WHAT TO PRODUCE | Write down each entry again, exactly as it reads.

GIVEN DATA |
---
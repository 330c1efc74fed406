//! Posts and their validated parts.

use std::fmt;

use chrono::{DateTime, Utc};
use serde::{Deserialize, Serialize};

use super::{Group, GroupId, User, UserId};

/// Number of characters shown when a post is displayed inline.
pub const POST_PREVIEW_CHARS: usize = 15;

/// Directory, relative to the media root, that holds post images.
pub const POST_IMAGE_DIR: &str = "posts";

/// Validation errors for post parts.
#[derive(Debug, Clone, PartialEq, Eq, thiserror::Error)]
pub enum PostValidationError {
    /// Text is empty once trimmed.
    #[error("post text must not be empty")]
    EmptyText,
    /// Image path escapes the post image directory.
    #[error("post image path must be a plain file name under {POST_IMAGE_DIR}/")]
    InvalidImagePath,
}

/// Database identifier of a post.
#[derive(Debug, Clone, Copy, PartialEq, Eq, Hash, PartialOrd, Ord, Serialize, Deserialize)]
#[serde(transparent)]
pub struct PostId(i64);

impl PostId {
    /// Wrap a raw identifier.
    pub const fn new(raw: i64) -> Self {
        Self(raw)
    }

    /// Raw identifier.
    pub const fn get(self) -> i64 {
        self.0
    }
}

impl fmt::Display for PostId {
    fn fmt(&self, f: &mut fmt::Formatter<'_>) -> fmt::Result {
        write!(f, "{}", self.0)
    }
}

/// Post body, trimmed and non-empty.
///
/// # Examples
/// ```
/// use yatube::domain::PostText;
///
/// let text = PostText::new("  hello  ").expect("non-empty");
/// assert_eq!(text.as_ref(), "hello");
/// assert!(PostText::new("   ").is_err());
/// ```
#[derive(Debug, Clone, PartialEq, Eq, Serialize, Deserialize)]
#[serde(try_from = "String", into = "String")]
pub struct PostText(String);

impl PostText {
    /// Trim and validate post text.
    pub fn new(value: impl AsRef<str>) -> Result<Self, PostValidationError> {
        let trimmed = value.as_ref().trim();
        if trimmed.is_empty() {
            return Err(PostValidationError::EmptyText);
        }
        Ok(Self(trimmed.to_owned()))
    }
}

impl AsRef<str> for PostText {
    fn as_ref(&self) -> &str {
        self.0.as_str()
    }
}

impl From<PostText> for String {
    fn from(value: PostText) -> Self {
        value.0
    }
}

impl TryFrom<String> for PostText {
    type Error = PostValidationError;

    fn try_from(value: String) -> Result<Self, Self::Error> {
        Self::new(value)
    }
}

/// Stored image path relative to the media root, always under `posts/`.
#[derive(Debug, Clone, PartialEq, Eq, Hash, Serialize, Deserialize)]
#[serde(try_from = "String", into = "String")]
pub struct PostImage(String);

impl PostImage {
    /// Validate a stored image path such as `posts/cat.png`.
    pub fn new(path: impl Into<String>) -> Result<Self, PostValidationError> {
        let path = path.into();
        let file_name = path
            .strip_prefix(POST_IMAGE_DIR)
            .and_then(|rest| rest.strip_prefix('/'))
            .ok_or(PostValidationError::InvalidImagePath)?;
        if file_name.is_empty()
            || file_name.contains(['/', '\\'])
            || file_name == "."
            || file_name == ".."
        {
            return Err(PostValidationError::InvalidImagePath);
        }
        Ok(Self(path))
    }

    /// Path relative to the media root.
    pub fn path(&self) -> &str {
        self.0.as_str()
    }

    /// File name without the directory prefix.
    pub fn file_name(&self) -> &str {
        self.0
            .rsplit_once('/')
            .map_or(self.0.as_str(), |(_, name)| name)
    }
}

impl From<PostImage> for String {
    fn from(value: PostImage) -> Self {
        value.0
    }
}

impl TryFrom<String> for PostImage {
    type Error = PostValidationError;

    fn try_from(value: String) -> Result<Self, Self::Error> {
        Self::new(value)
    }
}

/// A published post with its author and group resolved.
///
/// ## Invariants
/// - `author` is fixed at creation; [`PostUpdate`] cannot change it.
#[derive(Debug, Clone, PartialEq, Eq, Serialize, Deserialize)]
pub struct Post {
    id: PostId,
    author: User,
    text: PostText,
    pub_date: DateTime<Utc>,
    group: Option<Group>,
    image: Option<PostImage>,
}

impl Post {
    /// Build a post from stored parts.
    pub fn new(
        id: PostId,
        author: User,
        text: PostText,
        pub_date: DateTime<Utc>,
        group: Option<Group>,
        image: Option<PostImage>,
    ) -> Self {
        Self {
            id,
            author,
            text,
            pub_date,
            group,
            image,
        }
    }

    pub fn id(&self) -> PostId {
        self.id
    }

    pub fn author(&self) -> &User {
        &self.author
    }

    pub fn text(&self) -> &PostText {
        &self.text
    }

    pub fn pub_date(&self) -> DateTime<Utc> {
        self.pub_date
    }

    pub fn group(&self) -> Option<&Group> {
        self.group.as_ref()
    }

    pub fn image(&self) -> Option<&PostImage> {
        self.image.as_ref()
    }

    /// Whether `user` wrote this post.
    pub fn is_authored_by(&self, user: &User) -> bool {
        self.author.id() == user.id()
    }
}

impl fmt::Display for Post {
    fn fmt(&self, f: &mut fmt::Formatter<'_>) -> fmt::Result {
        let preview: String = self.text.as_ref().chars().take(POST_PREVIEW_CHARS).collect();
        f.write_str(&preview)
    }
}

/// Data required to insert a post.
#[derive(Debug, Clone, PartialEq, Eq)]
pub struct NewPost {
    pub author: UserId,
    pub text: PostText,
    pub pub_date: DateTime<Utc>,
    pub group: Option<GroupId>,
    pub image: Option<PostImage>,
}

/// Replacement values for an existing post.
///
/// `image: None` keeps the stored image.
#[derive(Debug, Clone, PartialEq, Eq)]
pub struct PostUpdate {
    pub text: PostText,
    pub group: Option<GroupId>,
    pub image: Option<PostImage>,
}

/// Which posts a listing selects.
#[derive(Debug, Clone, Copy, PartialEq, Eq)]
pub enum PostFilter {
    /// Every post.
    All,
    /// Posts in one group.
    Group(GroupId),
    /// Posts written by one author.
    Author(UserId),
    /// Posts written by anyone the given user follows.
    FollowedBy(UserId),
}
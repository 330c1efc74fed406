//! Outbound adapters implementing domain ports for infrastructure.
//!
//! - **persistence**: PostgreSQL repositories using Diesel
//! - **memory**: in-process repositories for tests and database-less runs
//! - **cache**: page cache stores
//! - **media**: uploaded image storage
//! - **render**: the default page renderer
//!
//! Adapters translate between domain types and infrastructure
//! representations. They contain no business logic.

pub mod cache;
pub mod media;
pub mod memory;
pub mod persistence;
pub mod render;
//! Read-through helper over the [`PageCache`] port.
//!
//! Cache failures degrade to an uncached render; they never turn a readable
//! page into an error.

use std::future::Future;
use std::time::Duration;

use tracing::{debug, warn};

use super::ports::{CacheKey, PageCache};
use super::{Error, RenderedPage};

/// Key of the cached index listing.
pub const INDEX_CACHE_KEY: &str = "index_page";

/// How long the index listing is served from cache.
pub const INDEX_CACHE_TTL: Duration = Duration::from_secs(20);

/// Return the cached page for `key`, or render, store and return it.
///
/// A hit returns the stored bytes unchanged, even if the underlying data
/// has changed since they were rendered.
pub async fn get_or_render<F, Fut>(
    cache: &dyn PageCache,
    key: &CacheKey,
    ttl: Duration,
    render: F,
) -> Result<RenderedPage, Error>
where
    F: FnOnce() -> Fut,
    Fut: Future<Output = Result<RenderedPage, Error>>,
{
    match cache.get(key).await {
        Ok(Some(page)) => {
            debug!(key = %key, "page cache hit");
            return Ok(page);
        }
        Ok(None) => debug!(key = %key, "page cache miss"),
        Err(err) => warn!(key = %key, error = %err, "page cache read failed; rendering uncached"),
    }

    let page = render().await?;
    if let Err(err) = cache.set(key, &page, ttl).await {
        warn!(key = %key, error = %err, "page cache write failed");
    }
    Ok(page)
}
---
SOLVED PROBLEM |
repository 330c1efc74fed406
//! Posts and their validated parts.

use std::fmt;

use chrono::{DateTime, Utc};
use serde::{Deserialize, Serialize};

use super::{Group, GroupId, User, UserId};

/// Number of characters shown when a post is displayed inline.
pub const POST_PREVIEW_CHARS: usize = 15;

/// Directory, relative to the media root, that holds post images.
pub const POST_IMAGE_DIR: &str = "posts";

/// Validation errors for post parts.
#[derive(Debug, Clone, PartialEq, Eq, thiserror::Error)]
pub enum PostValidationError {
    /// Text is empty once trimmed.
    #[error("post text must not be empty")]
    EmptyText,
    /// Image path escapes the post image directory.
    #[error("post image path must be a plain file name under {POST_IMAGE_DIR}/")]
    InvalidImagePath,
}

/// Database identifier of a post.
#[derive(Debug, Clone, Copy, PartialEq, Eq, Hash, PartialOrd, Ord, Serialize, Deserialize)]
#[serde(transparent)]
pub struct PostId(i64);

impl PostId {
    /// Wrap a raw identifier.
    pub const fn new(raw: i64) -> Self {
        Self(raw)
    }

    /// Raw identifier.
    pub const fn get(self) -> i64 {
        self.0
    }
}

impl fmt::Display for PostId {
    fn fmt(&self, f: &mut fmt::Formatter<'_>) -> fmt::Result {
        write!(f, "{}", self.0)
    }
}

/// Post body, trimmed and non-empty.
///
/// # Examples
/// ```
/// use yatube::domain::PostText;
///
/// let text = PostText::new("  hello  ").expect("non-empty");
/// assert_eq!(text.as_ref(), "hello");
/// assert!(PostText::new("   ").is_err());
/// ```
#[derive(Debug, Clone, PartialEq, Eq, Serialize, Deserialize)]
#[serde(try_from = "String", into = "String")]
pub struct PostText(String);

impl PostText {
    /// Trim and validate post text.
    pub fn new(value: impl AsRef<str>) -> Result<Self, PostValidationError> {
        let trimmed = value.as_ref().trim();
        if trimmed.is_empty() {
            return Err(PostValidationError::EmptyText);
        }
        Ok(Self(trimmed.to_owned()))
    }
}

impl AsRef<str> for PostText {
    fn as_ref(&self) -> &str {
        self.0.as_str()
    }
}

impl From<PostText> for String {
    fn from(value: PostText) -> Self {
        value.0
    }
}

impl TryFrom<String> for PostText {
    type Error = PostValidationError;

    fn try_from(value: String) -> Result<Self, Self::Error> {
        Self::new(value)
    }
}

/// Stored image path relative to the media root, always under `posts/`.
#[derive(Debug, Clone, PartialEq, Eq, Hash, Serialize, Deserialize)]
#[serde(try_from = "String", into = "String")]
pub struct PostImage(String);

impl PostImage {
    /// Validate a stored image path such as `posts/cat.png`.
    pub fn new(path: impl Into<String>) -> Result<Self, PostValidationError> {
        let path = path.into();
        let file_name = path
            .strip_prefix(POST_IMAGE_DIR)
            .and_then(|rest| rest.strip_prefix('/'))
            .ok_or(PostValidationError::InvalidImagePath)?;
        if file_name.is_empty()
            || file_name.contains(['/', '\\'])
            || file_name == "."
            || file_name == ".."
        {
            return Err(PostValidationError::InvalidImagePath);
        }
        Ok(Self(path))
    }

    /// Path relative to the media root.
    pub fn path(&self) -> &str {
        self.0.as_str()
    }

    /// File name without the directory prefix.
    pub fn file_name(&self) -> &str {
        self.0
            .rsplit_once('/')
            .map_or(self.0.as_str(), |(_, name)| name)
    }
}

impl From<PostImage> for String {
    fn from(value: PostImage) -> Self {
        value.0
    }
}

impl TryFrom<String> for PostImage {
    type Error = PostValidationError;

    fn try_from(value: String) -> Result<Self, Self::Error> {
        Self::new(value)
    }
}

/// A published post with its author and group resolved.
///
/// ## Invariants
/// - `author` is fixed at creation; [`PostUpdate`] cannot change it.
#[derive(Debug, Clone, PartialEq, Eq, Serialize, Deserialize)]
pub struct Post {
    id: PostId,
    author: User,
    text: PostText,
    pub_date: DateTime<Utc>,
    group: Option<Group>,
    image: Option<PostImage>,
}

impl Post {
    /// Build a post from stored parts.
    pub fn new(
        id: PostId,
        author: User,
        text: PostText,
        pub_date: DateTime<Utc>,
        group: Option<Group>,
        image: Option<PostImage>,
    ) -> Self {
        Self {
            id,
            author,
            text,
            pub_date,
            group,
            image,
        }
    }

    pub fn id(&self) -> PostId {
        self.id
    }

    pub fn author(&self) -> &User {
        &self.author
    }

    pub fn text(&self) -> &PostText {
        &self.text
    }

    pub fn pub_date(&self) -> DateTime<Utc> {
        self.pub_date
    }

    pub fn group(&self) -> Option<&Group> {
        self.group.as_ref()
    }

    pub fn image(&self) -> Option<&PostImage> {
        self.image.as_ref()
    }

    /// Whether `user` wrote this post.
    pub fn is_authored_by(&self, user: &User) -> bool {
        self.author.id() == user.id()
    }
}

impl fmt::Display for Post {
    fn fmt(&self, f: &mut fmt::Formatter<'_>) -> fmt::Result {
        let preview: String = self.text.as_ref().chars().take(POST_PREVIEW_CHARS).collect();
        f.write_str(&preview)
    }
}

/// Data required to insert a post.
#[derive(Debug, Clone, PartialEq, Eq)]
pub struct NewPost {
    pub author: UserId,
    pub text: PostText,
    pub pub_date: DateTime<Utc>,
    pub group: Option<GroupId>,
    pub image: Option<PostImage>,
}

/// Replacement values for an existing post.
///
/// `image: None` keeps the stored image.
#[derive(Debug, Clone, PartialEq, Eq)]
pub struct PostUpdate {
    pub text: PostText,
    pub group: Option<GroupId>,
    pub image: Option<PostImage>,
}

/// Which posts a listing selects.
#[derive(Debug, Clone, Copy, PartialEq, Eq)]
pub enum PostFilter {
    /// Every post.
    All,
    /// Posts in one group.
    Group(GroupId),
    /// Posts written by one author.
    Author(UserId),
    /// Posts written by anyone the given user follows.
    FollowedBy(UserId),
}
repository 330c1efc74fed406
//! Outbound adapters implementing domain ports for infrastructure.
//!
//! - **persistence**: PostgreSQL repositories using Diesel
//! - **memory**: in-process repositories for tests and database-less runs
//! - **cache**: page cache stores
//! - **media**: uploaded image storage
//! - **render**: the default page renderer
//!
//! Adapters translate between domain types and infrastructure
//! representations. They contain no business logic.

pub mod cache;
pub mod media;
pub mod memory;
pub mod persistence;
pub mod render;
//! Read-through helper over the [`PageCache`] port.
//!
//! Cache failures degrade to an uncached render; they never turn a readable
//! page into an error.

use std::future::Future;
use std::time::Duration;

use tracing::{debug, warn};

use super::ports::{CacheKey, PageCache};
use super::{Error, RenderedPage};

/// Key of the cached index listing.
pub const INDEX_CACHE_KEY: &str = "index_page";

/// How long the index listing is served from cache.
pub const INDEX_CACHE_TTL: Duration = Duration::from_secs(20);

/// Return the cached page for `key`, or render, store and return it.
///
/// A hit returns the stored bytes unchanged, even if the underlying data
/// has changed since they were rendered.
pub async fn get_or_render<F, Fut>(
    cache: &dyn PageCache,
    key: &CacheKey,
    ttl: Duration,
    render: F,
) -> Result<RenderedPage, Error>
where
    F: FnOnce() -> Fut,
    Fut: Future<Output = Result<RenderedPage, Error>>,
{
    match cache.get(key).await {
        Ok(Some(page)) => {
            debug!(key = %key, "page cache hit");
            return Ok(page);
        }
        Ok(None) => debug!(key = %key, "page cache miss"),
        Err(err) => warn!(key = %key, error = %err, "page cache read failed; rendering uncached"),
    }

    let page = render().await?;
    if let Err(err) = cache.set(key, &page, ttl).await {
        warn!(key = %key, error = %err, "page cache write failed");
    }
    Ok(page)
}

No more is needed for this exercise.